Feldman v. Cutaia, C.A. No. 1656-VCL (August 1, 2007), affrimed, Del Supr. (May 30, 2008).

Classifying a claim as derivative has big consequences. Among those is that the claim is then subject to the continuous ownership rule that requires the plaintiff to hold his shares throughout the litigation to maintain his standing. A merger that eliminates the plaintiff's ownership thus also eliminates his ability to proceed with a derivative suit.

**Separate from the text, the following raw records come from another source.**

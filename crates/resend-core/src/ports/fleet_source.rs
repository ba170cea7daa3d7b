//! FleetProjectSource port - host の project / build 列挙
//!
//! host のオブジェクトグラフ（「全 project」「project の build 履歴」）を
//! この trait の裏に隠します。registry はこの契約だけに依存します。

use async_trait::async_trait;

use crate::domain::{Build, Project, ResendError};

#[async_trait]
pub trait FleetProjectSource: Send + Sync {
    /// Every project known to the host, in host order.
    async fn list_projects(&self) -> Result<Vec<Project>, ResendError>;

    /// Build history of one project, in host order.
    async fn list_builds(&self, project: &Project) -> Result<Vec<Build>, ResendError>;
}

In an effort to avoid this problem, plaintiffs that bring dilution claims asserting their interests have been wrongfully diminished need to fit into an exception to the general rule that dilution claims are derivative. This decision illustrates the limits on such claims. Basically, a dilution claim is derivative unless the claim is that a controlling stockholder has wrongly diluted the interests of the minority stockholders. For this purpose, "control" means having a greater than 50% interest or active domination of a board. Moreover, it is not possible to aggregate the stock holdings of a group of stockholders to get over the 50% threshold.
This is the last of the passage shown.